**Extracted records**.
+--

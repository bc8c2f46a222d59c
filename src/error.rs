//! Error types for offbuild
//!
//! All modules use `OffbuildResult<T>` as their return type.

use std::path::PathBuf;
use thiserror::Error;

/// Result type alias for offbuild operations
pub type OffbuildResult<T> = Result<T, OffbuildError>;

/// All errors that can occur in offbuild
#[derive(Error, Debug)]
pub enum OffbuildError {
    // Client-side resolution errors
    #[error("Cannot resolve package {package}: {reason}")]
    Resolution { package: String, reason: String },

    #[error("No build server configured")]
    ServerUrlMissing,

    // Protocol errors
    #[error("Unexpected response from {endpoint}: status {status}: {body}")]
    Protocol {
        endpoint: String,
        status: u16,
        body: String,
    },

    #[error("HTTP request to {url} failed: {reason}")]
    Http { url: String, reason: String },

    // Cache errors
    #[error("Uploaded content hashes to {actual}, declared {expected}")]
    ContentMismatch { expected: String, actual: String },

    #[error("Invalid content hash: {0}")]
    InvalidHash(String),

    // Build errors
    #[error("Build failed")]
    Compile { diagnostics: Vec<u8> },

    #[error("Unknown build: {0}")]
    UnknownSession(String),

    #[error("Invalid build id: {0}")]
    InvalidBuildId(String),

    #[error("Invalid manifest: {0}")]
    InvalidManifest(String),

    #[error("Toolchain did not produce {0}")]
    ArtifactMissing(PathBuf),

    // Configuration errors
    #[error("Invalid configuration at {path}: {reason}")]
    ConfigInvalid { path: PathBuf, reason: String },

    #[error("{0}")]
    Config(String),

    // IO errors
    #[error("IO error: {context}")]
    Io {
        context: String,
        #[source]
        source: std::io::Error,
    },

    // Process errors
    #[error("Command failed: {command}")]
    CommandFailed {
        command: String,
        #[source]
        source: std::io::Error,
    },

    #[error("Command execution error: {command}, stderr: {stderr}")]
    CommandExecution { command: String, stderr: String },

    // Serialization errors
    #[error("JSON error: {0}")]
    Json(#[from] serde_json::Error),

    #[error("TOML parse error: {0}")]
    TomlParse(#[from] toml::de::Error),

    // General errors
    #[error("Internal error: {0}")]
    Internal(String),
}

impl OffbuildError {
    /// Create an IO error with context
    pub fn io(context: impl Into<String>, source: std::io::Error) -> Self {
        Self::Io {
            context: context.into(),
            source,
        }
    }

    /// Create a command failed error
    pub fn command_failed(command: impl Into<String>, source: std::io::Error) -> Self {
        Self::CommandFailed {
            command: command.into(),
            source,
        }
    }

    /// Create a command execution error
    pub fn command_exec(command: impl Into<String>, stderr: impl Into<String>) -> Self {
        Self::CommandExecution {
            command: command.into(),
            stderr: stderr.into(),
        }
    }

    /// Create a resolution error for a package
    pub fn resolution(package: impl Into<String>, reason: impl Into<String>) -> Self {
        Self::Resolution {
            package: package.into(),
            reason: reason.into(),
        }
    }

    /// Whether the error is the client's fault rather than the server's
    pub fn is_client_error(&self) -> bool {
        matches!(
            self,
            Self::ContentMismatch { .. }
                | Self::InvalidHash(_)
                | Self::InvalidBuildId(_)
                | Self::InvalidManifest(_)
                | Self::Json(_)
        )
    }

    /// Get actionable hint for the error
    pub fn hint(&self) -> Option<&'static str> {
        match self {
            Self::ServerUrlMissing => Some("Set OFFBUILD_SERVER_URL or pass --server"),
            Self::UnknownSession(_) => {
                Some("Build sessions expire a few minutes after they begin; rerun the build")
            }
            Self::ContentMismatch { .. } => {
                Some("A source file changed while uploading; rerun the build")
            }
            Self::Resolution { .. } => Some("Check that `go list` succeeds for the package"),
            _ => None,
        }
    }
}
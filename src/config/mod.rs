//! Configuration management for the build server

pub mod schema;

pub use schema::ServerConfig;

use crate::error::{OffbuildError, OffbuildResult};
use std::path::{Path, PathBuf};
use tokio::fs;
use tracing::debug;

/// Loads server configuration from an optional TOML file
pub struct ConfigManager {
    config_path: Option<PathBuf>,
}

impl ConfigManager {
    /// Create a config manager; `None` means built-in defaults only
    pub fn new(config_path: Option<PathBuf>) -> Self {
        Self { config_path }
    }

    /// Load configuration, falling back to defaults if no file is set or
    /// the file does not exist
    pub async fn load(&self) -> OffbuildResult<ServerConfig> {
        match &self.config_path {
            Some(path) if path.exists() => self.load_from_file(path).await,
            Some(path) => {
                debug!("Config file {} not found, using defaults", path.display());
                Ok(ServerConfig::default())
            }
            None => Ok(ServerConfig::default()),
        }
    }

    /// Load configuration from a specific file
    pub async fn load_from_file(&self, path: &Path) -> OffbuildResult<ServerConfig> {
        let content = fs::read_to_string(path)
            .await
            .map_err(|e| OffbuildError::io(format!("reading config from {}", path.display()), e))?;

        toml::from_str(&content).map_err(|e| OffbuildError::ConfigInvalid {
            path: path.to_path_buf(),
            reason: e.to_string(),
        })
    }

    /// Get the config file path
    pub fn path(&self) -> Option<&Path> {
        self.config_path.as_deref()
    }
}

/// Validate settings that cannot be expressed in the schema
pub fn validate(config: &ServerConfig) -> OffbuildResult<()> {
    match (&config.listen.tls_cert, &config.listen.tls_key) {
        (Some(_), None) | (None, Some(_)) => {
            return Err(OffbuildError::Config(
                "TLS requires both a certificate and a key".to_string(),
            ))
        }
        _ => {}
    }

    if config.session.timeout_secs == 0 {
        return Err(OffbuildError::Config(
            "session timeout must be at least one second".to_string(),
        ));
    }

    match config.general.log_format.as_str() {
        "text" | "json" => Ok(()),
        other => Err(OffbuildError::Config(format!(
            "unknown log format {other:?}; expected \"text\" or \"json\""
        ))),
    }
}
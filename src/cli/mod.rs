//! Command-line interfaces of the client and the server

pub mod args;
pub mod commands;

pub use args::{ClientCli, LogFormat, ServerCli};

+--

Please transcribe, exactly and with nothing added, the lines from the first line of the material above through the line that contains "package: String, reason: String".

repository bc8c2f46a222d59c
filename src/error.rs
//! Error types for offbuild
//!
//! All modules use `OffbuildResult<T>` as their return type.

use std::path::PathBuf;
use thiserror::Error;

/// Result type alias for offbuild operations
pub type OffbuildResult<T> = Result<T, OffbuildError>;

/// All errors that can occur in offbuild
#[derive(Error, Debug)]
pub enum OffbuildError {
    // Client-side resolution errors
    #[error("Cannot resolve package {package}: {reason}")]
    Resolution { package: String, reason: String },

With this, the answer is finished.